**** Extracted entries ****
//! Half-open time intervals and query bounds.

use std::fmt;

use serde::{Deserialize, Serialize};

use super::query::QueryError;
use super::time::TimePoint;

/// Error raised when an interval cannot be constructed.
#[derive(Debug, Clone, PartialEq, Eq, thiserror::Error)]
pub enum IntervalError {
    /// `begin >= end`. Zero-length and inverted intervals are never stored.
    #[error("Invalid interval [{begin}, {end}): begin must be strictly less than end")]
    InvalidInterval {
        /// Debug rendering of the rejected begin.
        begin: String,
        /// Debug rendering of the rejected end.
        end: String,
    },
    /// A bound has no place in the total order (NaN float time).
    #[error("Time point is not comparable: {0}")]
    Incomparable(String),
}

/// A half-open interval `[begin, end)` with `begin < end`.
///
/// Orders by `begin`, then `end`. This is the key order of the interval
/// index and the canonical order of query results.
#[derive(Debug, Clone, Copy, PartialEq, Eq, Hash, PartialOrd, Ord, Serialize, Deserialize)]
#[serde(try_from = "RawInterval<T>", into = "RawInterval<T>")]
#[serde(bound(
    serialize = "T: TimePoint + Serialize",
    deserialize = "T: TimePoint + Deserialize<'de>"
))]
pub struct Interval<T> {
    begin: T,
    end: T,
}

/// Wire shape of an interval, validated on the way in.
#[derive(Debug, Clone, Copy, Serialize, Deserialize)]
struct RawInterval<T> {
    begin: T,
    end: T,
}

impl<T: TimePoint> TryFrom<RawInterval<T>> for Interval<T> {
    type Error = IntervalError;

    fn try_from(raw: RawInterval<T>) -> Result<Self, Self::Error> {
        Interval::new(raw.begin, raw.end)
    }
}

impl<T: TimePoint> From<Interval<T>> for RawInterval<T> {
    fn from(interval: Interval<T>) -> Self {
        RawInterval {
            begin: interval.begin,
            end: interval.end,
        }
    }
}

impl<T: TimePoint> Interval<T> {
    /// Create a new interval, rejecting `begin >= end`.
    pub fn new(begin: T, end: T) -> Result<Self, IntervalError> {
        if !begin.is_comparable() {
            return Err(IntervalError::Incomparable(format!("{begin:?}")));
        }
        if !end.is_comparable() {
            return Err(IntervalError::Incomparable(format!("{end:?}")));
        }
        if begin >= end {
            return Err(IntervalError::InvalidInterval {
                begin: format!("{begin:?}"),
                end: format!("{end:?}"),
            });
        }
        Ok(Self { begin, end })
    }

    /// Inclusive lower bound.
    pub fn begin(&self) -> T {
        self.begin
    }

    /// Exclusive upper bound.
    pub fn end(&self) -> T {
        self.end
    }

    /// Half-open overlap: `[b1, e1)` and `[b2, e2)` overlap iff `b1 < e2 && b2 < e1`.
    pub fn overlaps(&self, other: &Interval<T>) -> bool {
        self.begin < other.end && other.begin < self.end
    }

    /// Whether `t` lies inside `[begin, end)`.
    pub fn contains(&self, t: T) -> bool {
        self.begin <= t && t < self.end
    }

    /// Length of the interval on the `f64` axis.
    pub fn span(&self) -> f64 {
        self.end.as_f64() - self.begin.as_f64()
    }
}

impl<T: TimePoint> fmt::Display for Interval<T> {
    fn fmt(&self, f: &mut fmt::Formatter<'_>) -> fmt::Result {
        write!(f, "[{:?}, {:?})", self.begin, self.end)
    }
}

/// Optional query bounds. A missing `begin` is −∞, a missing `end` is +∞.
#[derive(Debug, Clone, Copy, PartialEq, Eq, Hash, Serialize, Deserialize)]
pub struct TimeBounds<T> {
    /// Lower bound, or unbounded.
    pub begin: Option<T>,
    /// Upper bound, or unbounded.
    pub end: Option<T>,
}

impl<T> Default for TimeBounds<T> {
    fn default() -> Self {
        Self {
            begin: None,
            end: None,
        }
    }
}

impl<T: TimePoint> TimeBounds<T> {
    /// Bounds from two optional endpoints.
    pub fn new(begin: Option<T>, end: Option<T>) -> Self {
        Self { begin, end }
    }

    /// `(−∞, +∞)`.
    pub fn unbounded() -> Self {
        Self::default()
    }

    /// `[begin, end)`.
    pub fn during(begin: T, end: T) -> Self {
        Self::new(Some(begin), Some(end))
    }

    /// True when neither endpoint is set.
    pub fn is_unbounded(&self) -> bool {
        self.begin.is_none() && self.end.is_none()
    }

    /// Reject `begin > end`.
    ///
    /// `begin == end` is accepted: it selects the intervals that strictly
    /// contain that instant on both sides, as the overlap formula dictates.
    pub fn validate(&self) -> Result<(), QueryError> {
        match (self.begin, self.end) {
            (Some(begin), Some(end)) if begin > end => Err(QueryError::InvertedBounds {
                begin: format!("{begin:?}"),
                end: format!("{end:?}"),
            }),
            _ => Ok(()),
        }
    }

    /// Whether `interval` overlaps these bounds.
    pub fn admits(&self, interval: &Interval<T>) -> bool {
        self.begin.map_or(true, |begin| begin < interval.end)
            && self.end.map_or(true, |end| interval.begin < end)
    }

    /// The bounds as a concrete interval, when both endpoints form a valid one.
    pub fn as_interval(&self) -> Option<Interval<T>> {
        match (self.begin, self.end) {
            (Some(begin), Some(end)) => Interval::new(begin, end).ok(),
            _ => None,
        }
    }
}

#[cfg(test)]
mod tests {
    use super::*;
    use crate::types::FloatTime;

    fn iv(begin: i64, end: i64) -> Interval<i64> {
        Interval::new(begin, end).unwrap()
    }

    #[test]
    fn test_rejects_zero_length_and_inverted() {
        assert!(matches!(
            Interval::new(3, 3),
            Err(IntervalError::InvalidInterval { .. })
        ));
        assert!(Interval::new(5, 2).is_err());
        assert!(Interval::new(FloatTime(f64::NAN), FloatTime(1.0)).is_err());
    }

    #[test]
    fn test_half_open_boundary() {
        let edge = iv(1, 4);
        assert!(!TimeBounds::new(Some(4), None).admits(&edge));
        assert!(TimeBounds::during(3, 4).admits(&edge));
        assert!(!TimeBounds::new(None, Some(1)).admits(&edge));
        assert!(TimeBounds::new(None, Some(2)).admits(&edge));
    }

    #[test]
    fn test_overlap_is_symmetric() {
        let pairs = [(iv(1, 4), iv(3, 6)), (iv(1, 4), iv(4, 6)), (iv(0, 10), iv(2, 3))];
        for (a, b) in pairs {
            assert_eq!(a.overlaps(&b), b.overlaps(&a));
        }
        assert!(!iv(1, 4).overlaps(&iv(4, 6)));
    }

    #[test]
    fn test_bounds_validation() {
        assert!(TimeBounds::during(5, 2).validate().is_err());
        assert!(TimeBounds::during(5, 5).validate().is_ok());
        assert!(TimeBounds::<i64>::unbounded().validate().is_ok());
    }

    #[test]
    fn test_ordering_by_begin_then_end() {
        let mut intervals = vec![iv(2, 6), iv(1, 4), iv(2, 3)];
        intervals.sort();
        assert_eq!(intervals, vec![iv(1, 4), iv(2, 3), iv(2, 6)]);
    }

    #[test]
    fn test_serde_validates_on_deserialize() {
        let ok: Interval<i64> = serde_json::from_str(r#"{"begin":1,"end":4}"#).unwrap();
        assert_eq!(ok, iv(1, 4));
        let bad: Result<Interval<i64>, _> = serde_json::from_str(r#"{"begin":4,"end":4}"#);
        assert!(bad.is_err());
    }
}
****
** Task instructions **
Return all lines in the entries above that carry the word "endpoints".

** Exercise answer **
    /// Bounds from two optional endpoints.
    /// The bounds as a concrete interval, when both endpoints form a valid one.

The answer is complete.